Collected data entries
···

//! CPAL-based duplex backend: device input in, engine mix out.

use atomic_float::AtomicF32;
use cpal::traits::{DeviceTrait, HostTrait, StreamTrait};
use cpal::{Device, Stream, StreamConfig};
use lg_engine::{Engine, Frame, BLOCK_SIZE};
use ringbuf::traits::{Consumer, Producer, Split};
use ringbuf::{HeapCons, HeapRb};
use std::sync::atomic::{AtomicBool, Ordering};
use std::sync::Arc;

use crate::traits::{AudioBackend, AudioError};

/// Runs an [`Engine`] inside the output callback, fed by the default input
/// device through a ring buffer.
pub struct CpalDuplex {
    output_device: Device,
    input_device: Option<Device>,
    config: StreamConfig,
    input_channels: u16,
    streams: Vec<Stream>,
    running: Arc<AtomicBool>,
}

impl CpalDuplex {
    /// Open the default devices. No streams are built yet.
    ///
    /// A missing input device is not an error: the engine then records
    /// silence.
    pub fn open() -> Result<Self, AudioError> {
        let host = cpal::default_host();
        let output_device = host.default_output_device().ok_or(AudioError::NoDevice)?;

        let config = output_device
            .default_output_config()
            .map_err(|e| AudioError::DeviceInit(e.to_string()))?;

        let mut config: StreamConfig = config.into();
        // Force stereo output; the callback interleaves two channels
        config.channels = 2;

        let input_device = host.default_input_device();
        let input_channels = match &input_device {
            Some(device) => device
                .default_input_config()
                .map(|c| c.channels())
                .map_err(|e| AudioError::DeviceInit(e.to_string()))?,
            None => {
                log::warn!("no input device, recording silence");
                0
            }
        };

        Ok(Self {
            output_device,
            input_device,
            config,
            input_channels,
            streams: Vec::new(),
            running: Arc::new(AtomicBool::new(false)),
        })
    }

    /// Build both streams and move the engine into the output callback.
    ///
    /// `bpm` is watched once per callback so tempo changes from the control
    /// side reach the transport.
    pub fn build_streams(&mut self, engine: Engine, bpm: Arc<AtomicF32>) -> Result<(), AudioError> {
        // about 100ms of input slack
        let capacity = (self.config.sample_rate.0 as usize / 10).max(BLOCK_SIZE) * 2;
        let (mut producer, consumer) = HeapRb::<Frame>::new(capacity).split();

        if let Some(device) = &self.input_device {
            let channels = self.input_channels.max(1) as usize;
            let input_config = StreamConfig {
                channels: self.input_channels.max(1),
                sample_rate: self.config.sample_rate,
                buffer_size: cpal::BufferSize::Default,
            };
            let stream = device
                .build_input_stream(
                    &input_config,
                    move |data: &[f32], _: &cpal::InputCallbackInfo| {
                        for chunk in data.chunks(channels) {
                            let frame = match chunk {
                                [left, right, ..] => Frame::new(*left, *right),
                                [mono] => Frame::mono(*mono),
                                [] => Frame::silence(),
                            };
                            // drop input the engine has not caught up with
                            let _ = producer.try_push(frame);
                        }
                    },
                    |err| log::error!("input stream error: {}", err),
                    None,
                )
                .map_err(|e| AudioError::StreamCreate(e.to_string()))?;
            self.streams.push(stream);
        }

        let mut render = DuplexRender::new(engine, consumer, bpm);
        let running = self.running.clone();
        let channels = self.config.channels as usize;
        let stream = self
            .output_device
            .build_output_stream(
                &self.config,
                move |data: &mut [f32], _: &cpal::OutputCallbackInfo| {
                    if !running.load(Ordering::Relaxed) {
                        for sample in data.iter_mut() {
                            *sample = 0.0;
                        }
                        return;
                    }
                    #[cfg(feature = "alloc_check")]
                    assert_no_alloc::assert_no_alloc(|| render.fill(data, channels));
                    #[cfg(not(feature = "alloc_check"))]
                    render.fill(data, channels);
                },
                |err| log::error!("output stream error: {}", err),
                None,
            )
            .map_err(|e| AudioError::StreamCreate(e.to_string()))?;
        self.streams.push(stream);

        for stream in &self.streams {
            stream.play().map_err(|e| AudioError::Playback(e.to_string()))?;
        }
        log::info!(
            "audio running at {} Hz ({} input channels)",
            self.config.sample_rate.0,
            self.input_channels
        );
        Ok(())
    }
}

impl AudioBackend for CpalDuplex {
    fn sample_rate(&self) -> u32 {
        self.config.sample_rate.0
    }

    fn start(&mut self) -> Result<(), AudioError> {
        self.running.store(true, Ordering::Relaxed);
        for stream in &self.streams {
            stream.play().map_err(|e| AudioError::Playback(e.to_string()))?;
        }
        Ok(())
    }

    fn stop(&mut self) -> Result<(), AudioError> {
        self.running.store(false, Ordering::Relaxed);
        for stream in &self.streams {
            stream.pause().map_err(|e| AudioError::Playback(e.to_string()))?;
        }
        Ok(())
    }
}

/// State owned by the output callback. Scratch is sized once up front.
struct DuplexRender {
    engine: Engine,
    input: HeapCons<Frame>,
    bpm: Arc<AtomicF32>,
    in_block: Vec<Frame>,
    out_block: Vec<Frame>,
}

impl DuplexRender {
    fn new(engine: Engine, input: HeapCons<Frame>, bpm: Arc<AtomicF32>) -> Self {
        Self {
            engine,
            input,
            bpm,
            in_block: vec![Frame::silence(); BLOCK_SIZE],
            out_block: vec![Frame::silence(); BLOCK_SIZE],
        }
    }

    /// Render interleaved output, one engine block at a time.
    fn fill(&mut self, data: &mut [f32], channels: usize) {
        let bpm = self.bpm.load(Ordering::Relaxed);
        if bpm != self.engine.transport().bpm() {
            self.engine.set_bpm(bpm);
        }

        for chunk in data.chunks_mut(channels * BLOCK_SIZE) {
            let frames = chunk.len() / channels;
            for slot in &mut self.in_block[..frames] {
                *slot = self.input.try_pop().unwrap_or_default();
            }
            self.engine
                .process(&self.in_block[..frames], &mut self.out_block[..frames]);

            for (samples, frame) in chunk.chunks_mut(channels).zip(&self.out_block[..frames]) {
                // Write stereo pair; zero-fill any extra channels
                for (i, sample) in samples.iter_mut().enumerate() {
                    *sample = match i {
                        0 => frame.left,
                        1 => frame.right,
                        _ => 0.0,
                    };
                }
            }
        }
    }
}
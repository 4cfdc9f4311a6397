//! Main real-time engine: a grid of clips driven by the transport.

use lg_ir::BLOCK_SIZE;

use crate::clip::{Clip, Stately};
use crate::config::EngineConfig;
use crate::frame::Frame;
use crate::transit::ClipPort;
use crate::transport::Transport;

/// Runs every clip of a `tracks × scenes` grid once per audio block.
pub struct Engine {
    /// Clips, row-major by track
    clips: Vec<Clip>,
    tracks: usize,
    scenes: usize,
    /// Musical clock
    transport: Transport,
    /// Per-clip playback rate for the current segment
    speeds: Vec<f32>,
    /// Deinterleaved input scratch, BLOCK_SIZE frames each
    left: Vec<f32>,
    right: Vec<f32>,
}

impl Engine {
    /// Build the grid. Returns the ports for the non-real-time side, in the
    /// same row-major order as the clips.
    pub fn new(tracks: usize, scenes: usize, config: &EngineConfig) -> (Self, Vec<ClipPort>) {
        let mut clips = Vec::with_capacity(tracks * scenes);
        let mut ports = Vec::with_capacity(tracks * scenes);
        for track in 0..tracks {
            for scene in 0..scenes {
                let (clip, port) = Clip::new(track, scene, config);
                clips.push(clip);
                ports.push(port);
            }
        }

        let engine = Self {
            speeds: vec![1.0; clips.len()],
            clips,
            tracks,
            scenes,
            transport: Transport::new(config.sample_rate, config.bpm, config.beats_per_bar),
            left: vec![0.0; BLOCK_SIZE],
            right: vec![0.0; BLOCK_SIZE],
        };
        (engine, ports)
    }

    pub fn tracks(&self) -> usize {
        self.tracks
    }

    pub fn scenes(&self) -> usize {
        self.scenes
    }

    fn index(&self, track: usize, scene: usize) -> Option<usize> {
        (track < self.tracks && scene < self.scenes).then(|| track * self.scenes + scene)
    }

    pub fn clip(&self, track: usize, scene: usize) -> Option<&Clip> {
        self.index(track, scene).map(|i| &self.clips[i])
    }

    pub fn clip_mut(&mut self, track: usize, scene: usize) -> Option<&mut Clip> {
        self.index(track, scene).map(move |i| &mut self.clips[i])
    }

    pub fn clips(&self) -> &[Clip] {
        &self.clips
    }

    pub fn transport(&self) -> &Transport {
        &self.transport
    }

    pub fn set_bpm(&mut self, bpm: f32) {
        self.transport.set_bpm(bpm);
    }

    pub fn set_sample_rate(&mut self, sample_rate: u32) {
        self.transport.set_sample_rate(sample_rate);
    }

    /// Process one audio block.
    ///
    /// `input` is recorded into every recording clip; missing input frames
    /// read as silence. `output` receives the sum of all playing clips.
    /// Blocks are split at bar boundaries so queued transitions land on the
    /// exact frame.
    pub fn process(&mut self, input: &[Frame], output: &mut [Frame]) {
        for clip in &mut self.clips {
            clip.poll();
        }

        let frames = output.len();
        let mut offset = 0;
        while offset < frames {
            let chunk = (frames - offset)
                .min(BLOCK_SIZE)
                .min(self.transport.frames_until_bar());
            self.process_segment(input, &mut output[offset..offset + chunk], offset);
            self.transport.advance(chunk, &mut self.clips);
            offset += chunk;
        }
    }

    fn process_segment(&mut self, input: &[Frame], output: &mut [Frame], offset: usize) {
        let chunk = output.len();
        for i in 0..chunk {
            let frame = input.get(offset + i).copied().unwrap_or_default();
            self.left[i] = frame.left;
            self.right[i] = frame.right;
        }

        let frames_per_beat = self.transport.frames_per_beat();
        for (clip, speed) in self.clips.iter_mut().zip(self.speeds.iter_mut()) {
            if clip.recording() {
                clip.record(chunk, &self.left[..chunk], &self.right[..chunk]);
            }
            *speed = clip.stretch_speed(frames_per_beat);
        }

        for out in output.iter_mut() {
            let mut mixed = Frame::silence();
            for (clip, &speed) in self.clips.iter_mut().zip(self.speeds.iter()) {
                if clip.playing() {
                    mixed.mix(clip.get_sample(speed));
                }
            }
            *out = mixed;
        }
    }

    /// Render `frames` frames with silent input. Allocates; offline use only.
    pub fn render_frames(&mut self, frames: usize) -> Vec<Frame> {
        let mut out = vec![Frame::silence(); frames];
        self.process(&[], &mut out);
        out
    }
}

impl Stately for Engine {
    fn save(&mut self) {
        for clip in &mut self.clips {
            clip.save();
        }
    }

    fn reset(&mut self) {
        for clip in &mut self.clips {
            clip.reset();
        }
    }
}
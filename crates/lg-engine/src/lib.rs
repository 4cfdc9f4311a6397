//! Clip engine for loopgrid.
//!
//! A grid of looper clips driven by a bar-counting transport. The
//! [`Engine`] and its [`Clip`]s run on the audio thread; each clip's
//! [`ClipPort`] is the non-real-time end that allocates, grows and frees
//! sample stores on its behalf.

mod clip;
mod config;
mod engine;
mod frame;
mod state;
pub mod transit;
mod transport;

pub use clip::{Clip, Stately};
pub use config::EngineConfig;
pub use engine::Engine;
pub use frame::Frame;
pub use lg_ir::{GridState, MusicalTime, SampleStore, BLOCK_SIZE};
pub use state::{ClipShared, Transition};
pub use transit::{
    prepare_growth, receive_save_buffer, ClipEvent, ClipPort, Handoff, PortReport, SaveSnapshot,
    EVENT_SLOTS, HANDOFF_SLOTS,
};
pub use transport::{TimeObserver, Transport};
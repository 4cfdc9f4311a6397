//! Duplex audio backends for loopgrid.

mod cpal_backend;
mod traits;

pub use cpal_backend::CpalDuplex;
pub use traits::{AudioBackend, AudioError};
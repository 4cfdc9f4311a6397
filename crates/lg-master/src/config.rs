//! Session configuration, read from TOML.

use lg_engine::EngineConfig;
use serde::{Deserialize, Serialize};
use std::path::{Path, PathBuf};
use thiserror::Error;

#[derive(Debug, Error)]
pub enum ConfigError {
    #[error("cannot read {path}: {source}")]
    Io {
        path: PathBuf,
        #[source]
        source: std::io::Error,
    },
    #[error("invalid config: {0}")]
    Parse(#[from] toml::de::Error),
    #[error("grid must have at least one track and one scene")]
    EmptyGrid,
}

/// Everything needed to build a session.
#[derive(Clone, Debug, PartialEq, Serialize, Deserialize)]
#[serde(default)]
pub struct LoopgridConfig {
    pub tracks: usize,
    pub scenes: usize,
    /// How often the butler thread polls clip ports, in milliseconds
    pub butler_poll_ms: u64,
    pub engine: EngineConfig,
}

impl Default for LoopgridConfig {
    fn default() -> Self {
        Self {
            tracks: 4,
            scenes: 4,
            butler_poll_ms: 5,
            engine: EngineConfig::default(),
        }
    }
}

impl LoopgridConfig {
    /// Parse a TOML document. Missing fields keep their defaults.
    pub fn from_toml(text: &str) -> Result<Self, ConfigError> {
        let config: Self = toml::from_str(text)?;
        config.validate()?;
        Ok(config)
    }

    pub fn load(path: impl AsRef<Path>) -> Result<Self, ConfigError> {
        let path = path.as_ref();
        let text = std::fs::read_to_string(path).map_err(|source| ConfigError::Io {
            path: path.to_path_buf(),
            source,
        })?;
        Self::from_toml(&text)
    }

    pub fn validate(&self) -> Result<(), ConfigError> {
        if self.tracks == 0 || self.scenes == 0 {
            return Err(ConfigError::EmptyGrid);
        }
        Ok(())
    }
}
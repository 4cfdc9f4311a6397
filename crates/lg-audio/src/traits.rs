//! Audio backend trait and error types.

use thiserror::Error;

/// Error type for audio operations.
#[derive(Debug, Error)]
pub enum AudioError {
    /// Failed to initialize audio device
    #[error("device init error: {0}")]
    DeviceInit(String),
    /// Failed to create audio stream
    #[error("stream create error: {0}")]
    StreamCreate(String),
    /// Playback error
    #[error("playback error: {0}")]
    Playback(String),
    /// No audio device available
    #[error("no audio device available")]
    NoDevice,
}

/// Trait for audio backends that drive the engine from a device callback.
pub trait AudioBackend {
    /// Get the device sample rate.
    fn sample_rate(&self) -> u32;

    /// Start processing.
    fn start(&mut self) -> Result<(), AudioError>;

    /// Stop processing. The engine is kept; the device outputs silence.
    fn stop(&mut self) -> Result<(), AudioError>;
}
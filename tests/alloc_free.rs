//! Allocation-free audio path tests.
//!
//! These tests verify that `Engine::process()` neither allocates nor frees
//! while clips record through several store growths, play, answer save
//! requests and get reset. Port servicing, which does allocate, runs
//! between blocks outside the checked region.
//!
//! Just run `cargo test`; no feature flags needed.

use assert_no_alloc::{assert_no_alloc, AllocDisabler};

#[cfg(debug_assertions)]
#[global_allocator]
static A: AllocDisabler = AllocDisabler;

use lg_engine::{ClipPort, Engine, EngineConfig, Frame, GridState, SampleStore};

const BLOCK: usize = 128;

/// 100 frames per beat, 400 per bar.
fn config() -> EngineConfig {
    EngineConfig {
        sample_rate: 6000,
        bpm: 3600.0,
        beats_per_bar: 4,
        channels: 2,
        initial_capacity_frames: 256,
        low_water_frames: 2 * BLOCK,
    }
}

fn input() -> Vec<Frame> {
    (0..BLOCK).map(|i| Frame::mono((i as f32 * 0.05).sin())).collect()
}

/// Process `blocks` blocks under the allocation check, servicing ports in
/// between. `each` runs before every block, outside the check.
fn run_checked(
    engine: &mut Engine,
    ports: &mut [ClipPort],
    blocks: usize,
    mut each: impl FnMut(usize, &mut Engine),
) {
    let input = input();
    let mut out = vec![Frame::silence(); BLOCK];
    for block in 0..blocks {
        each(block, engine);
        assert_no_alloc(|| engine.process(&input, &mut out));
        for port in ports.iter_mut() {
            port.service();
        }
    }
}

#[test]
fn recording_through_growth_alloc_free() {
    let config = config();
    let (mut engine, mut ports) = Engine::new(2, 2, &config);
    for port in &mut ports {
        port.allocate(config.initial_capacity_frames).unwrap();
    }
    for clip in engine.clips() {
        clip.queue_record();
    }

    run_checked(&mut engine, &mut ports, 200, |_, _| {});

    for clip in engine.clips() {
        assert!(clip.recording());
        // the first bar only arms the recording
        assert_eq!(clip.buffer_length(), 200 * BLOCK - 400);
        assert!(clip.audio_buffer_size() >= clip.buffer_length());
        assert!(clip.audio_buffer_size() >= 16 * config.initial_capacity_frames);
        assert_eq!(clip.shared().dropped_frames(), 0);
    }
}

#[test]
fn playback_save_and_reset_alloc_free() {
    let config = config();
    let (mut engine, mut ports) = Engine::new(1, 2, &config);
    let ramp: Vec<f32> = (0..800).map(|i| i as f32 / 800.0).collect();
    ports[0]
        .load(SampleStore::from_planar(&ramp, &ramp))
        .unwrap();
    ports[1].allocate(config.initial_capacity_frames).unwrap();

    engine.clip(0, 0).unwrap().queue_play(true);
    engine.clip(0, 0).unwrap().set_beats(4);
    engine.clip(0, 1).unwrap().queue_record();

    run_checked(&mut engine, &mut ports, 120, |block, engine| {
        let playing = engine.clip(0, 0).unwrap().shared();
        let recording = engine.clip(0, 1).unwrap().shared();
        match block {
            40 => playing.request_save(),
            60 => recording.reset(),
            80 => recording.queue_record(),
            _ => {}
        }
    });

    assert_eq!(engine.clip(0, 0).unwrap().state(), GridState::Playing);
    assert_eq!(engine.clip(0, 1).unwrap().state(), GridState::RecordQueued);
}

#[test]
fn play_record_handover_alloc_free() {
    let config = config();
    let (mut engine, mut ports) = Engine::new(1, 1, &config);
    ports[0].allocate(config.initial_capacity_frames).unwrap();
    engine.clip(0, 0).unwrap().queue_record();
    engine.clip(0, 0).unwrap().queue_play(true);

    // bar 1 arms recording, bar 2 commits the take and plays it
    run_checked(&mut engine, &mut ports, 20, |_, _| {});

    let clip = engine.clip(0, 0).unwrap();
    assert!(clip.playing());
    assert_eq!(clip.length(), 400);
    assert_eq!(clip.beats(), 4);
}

···

# Exercise description
State how many lines of the records above contain the word "load", and give only that number.

# Written solution
4